━━━━━ Input data

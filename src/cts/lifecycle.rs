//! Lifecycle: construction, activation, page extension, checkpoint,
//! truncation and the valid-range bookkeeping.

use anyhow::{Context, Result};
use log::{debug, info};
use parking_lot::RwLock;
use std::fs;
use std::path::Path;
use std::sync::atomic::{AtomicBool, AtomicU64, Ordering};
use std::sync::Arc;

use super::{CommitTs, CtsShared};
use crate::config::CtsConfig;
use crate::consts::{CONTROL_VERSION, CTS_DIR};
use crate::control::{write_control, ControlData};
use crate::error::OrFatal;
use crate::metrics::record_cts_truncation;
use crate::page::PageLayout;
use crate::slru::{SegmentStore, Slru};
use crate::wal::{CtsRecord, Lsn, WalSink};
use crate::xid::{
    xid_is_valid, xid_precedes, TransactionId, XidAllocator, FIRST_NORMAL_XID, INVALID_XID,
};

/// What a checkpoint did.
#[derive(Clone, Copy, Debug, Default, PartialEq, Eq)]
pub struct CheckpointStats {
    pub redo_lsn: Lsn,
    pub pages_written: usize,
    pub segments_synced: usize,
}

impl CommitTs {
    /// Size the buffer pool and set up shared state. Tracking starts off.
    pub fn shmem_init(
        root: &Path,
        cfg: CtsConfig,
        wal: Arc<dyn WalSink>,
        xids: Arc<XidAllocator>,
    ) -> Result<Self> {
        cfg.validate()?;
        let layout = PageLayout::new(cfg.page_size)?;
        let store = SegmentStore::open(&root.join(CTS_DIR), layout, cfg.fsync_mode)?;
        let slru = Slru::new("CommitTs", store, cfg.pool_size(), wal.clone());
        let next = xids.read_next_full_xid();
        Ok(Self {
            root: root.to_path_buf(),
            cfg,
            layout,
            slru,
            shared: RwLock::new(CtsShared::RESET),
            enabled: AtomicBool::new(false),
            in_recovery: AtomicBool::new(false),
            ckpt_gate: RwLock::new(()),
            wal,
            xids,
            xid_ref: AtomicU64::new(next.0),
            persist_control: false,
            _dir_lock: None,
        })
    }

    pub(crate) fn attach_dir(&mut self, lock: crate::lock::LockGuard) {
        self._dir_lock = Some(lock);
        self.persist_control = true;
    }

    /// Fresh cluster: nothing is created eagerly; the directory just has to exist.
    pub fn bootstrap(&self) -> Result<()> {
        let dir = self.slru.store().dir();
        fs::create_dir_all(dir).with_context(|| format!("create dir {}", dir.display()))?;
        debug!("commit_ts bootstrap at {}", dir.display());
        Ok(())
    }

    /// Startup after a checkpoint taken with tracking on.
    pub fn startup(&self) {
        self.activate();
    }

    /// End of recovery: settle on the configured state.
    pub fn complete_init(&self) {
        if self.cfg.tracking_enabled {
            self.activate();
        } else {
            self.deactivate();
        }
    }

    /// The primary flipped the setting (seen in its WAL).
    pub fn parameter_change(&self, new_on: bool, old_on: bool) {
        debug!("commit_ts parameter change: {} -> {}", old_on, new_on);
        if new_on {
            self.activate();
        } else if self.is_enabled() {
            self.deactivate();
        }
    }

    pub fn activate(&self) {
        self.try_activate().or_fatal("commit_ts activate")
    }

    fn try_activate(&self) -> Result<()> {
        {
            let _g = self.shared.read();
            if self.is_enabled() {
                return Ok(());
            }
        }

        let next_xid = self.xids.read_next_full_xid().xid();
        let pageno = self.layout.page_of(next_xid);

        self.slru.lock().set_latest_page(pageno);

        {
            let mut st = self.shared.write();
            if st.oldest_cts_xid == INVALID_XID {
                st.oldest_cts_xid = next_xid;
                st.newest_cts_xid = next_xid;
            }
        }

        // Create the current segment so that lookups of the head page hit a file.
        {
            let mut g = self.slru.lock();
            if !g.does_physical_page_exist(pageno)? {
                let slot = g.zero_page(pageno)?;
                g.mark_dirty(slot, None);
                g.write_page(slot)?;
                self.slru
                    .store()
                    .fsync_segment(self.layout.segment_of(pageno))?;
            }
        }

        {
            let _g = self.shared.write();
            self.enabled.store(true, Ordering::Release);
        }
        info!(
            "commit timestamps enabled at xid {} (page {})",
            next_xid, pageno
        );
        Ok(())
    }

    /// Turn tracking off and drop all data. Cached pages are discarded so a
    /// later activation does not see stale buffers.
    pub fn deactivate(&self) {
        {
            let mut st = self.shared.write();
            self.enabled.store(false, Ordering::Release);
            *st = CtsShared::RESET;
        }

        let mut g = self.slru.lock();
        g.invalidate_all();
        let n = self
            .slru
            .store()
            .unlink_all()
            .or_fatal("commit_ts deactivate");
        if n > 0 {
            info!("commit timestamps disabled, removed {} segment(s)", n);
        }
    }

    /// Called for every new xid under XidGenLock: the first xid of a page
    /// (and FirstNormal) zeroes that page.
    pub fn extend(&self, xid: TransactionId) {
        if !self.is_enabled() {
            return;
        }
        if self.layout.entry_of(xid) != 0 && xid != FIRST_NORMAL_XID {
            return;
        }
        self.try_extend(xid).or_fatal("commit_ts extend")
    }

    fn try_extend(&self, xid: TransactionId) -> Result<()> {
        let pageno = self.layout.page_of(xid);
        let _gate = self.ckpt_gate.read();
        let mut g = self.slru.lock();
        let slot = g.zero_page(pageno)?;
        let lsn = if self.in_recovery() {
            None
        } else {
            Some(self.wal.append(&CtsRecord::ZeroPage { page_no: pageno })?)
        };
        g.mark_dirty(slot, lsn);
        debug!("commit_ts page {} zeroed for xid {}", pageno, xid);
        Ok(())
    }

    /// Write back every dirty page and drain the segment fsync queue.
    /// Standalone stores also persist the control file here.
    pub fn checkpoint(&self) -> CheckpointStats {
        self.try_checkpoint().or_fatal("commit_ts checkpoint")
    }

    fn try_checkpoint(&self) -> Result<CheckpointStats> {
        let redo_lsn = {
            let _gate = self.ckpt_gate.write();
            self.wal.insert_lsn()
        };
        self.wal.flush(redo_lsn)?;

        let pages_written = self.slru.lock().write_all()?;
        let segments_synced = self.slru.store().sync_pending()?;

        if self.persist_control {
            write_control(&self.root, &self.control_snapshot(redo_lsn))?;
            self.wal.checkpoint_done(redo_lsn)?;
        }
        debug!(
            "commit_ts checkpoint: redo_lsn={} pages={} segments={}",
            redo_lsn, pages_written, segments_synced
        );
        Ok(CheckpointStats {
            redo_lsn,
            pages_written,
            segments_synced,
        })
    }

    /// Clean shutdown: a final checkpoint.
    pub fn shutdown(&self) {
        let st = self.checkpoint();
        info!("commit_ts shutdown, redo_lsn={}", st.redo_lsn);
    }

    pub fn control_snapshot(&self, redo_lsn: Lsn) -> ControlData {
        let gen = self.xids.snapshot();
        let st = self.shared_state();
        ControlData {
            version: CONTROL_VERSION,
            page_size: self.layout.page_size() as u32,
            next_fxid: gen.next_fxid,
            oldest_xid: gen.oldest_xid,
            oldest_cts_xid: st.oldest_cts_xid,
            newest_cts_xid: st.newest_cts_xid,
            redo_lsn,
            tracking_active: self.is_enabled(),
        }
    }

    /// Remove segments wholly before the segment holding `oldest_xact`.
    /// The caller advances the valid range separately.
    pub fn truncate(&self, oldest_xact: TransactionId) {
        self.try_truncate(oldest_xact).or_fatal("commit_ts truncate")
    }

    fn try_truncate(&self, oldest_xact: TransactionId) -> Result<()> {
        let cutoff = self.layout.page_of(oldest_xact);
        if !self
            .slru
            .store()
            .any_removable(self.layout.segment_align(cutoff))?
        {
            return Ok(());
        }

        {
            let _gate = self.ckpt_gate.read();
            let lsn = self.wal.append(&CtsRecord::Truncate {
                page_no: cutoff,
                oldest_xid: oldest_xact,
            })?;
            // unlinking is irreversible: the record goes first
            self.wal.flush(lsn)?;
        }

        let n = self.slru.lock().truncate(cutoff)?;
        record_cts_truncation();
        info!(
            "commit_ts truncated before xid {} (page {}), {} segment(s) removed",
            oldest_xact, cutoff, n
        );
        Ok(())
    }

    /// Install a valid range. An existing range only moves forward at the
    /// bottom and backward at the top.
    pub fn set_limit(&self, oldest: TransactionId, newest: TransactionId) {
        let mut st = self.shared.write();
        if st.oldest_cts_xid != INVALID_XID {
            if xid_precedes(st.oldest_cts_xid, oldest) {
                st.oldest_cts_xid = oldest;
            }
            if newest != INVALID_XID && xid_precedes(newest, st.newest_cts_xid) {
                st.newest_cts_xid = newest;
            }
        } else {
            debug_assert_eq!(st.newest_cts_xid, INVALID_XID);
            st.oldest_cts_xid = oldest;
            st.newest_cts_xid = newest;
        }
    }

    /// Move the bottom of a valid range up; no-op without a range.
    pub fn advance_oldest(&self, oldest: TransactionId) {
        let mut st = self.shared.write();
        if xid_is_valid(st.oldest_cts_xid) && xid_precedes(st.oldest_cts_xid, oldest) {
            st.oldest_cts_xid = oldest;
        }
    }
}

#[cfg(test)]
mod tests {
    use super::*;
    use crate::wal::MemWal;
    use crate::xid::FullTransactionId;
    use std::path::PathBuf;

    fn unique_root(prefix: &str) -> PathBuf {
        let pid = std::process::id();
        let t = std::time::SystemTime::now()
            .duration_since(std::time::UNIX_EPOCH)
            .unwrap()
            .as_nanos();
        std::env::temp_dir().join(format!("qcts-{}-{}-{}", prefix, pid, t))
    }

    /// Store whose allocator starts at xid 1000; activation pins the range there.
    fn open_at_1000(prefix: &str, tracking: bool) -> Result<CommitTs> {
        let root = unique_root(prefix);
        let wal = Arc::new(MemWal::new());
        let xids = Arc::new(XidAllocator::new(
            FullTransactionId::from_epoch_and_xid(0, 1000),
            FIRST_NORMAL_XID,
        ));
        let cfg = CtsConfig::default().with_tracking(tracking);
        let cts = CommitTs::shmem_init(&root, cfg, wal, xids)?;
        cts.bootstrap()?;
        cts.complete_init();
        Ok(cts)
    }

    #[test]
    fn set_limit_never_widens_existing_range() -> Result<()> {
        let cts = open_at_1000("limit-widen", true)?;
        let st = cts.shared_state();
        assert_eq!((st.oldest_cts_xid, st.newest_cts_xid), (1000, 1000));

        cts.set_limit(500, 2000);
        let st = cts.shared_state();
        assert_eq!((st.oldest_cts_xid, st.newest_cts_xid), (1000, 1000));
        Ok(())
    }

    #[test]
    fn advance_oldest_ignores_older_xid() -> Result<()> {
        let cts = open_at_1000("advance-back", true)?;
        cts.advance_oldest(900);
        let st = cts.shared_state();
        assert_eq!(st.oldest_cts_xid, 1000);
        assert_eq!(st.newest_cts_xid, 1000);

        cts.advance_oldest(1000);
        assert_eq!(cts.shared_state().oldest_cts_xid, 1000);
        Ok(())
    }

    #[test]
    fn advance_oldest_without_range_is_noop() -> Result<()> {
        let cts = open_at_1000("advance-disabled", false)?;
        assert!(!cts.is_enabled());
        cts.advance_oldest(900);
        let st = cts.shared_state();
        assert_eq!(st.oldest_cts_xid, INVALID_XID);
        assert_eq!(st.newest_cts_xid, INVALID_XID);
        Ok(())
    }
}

━━━━━━━━━━

» Instructions for the task:
Among the lines above, count those containing the word "bootstrap" and write only the number.

» Task response:
3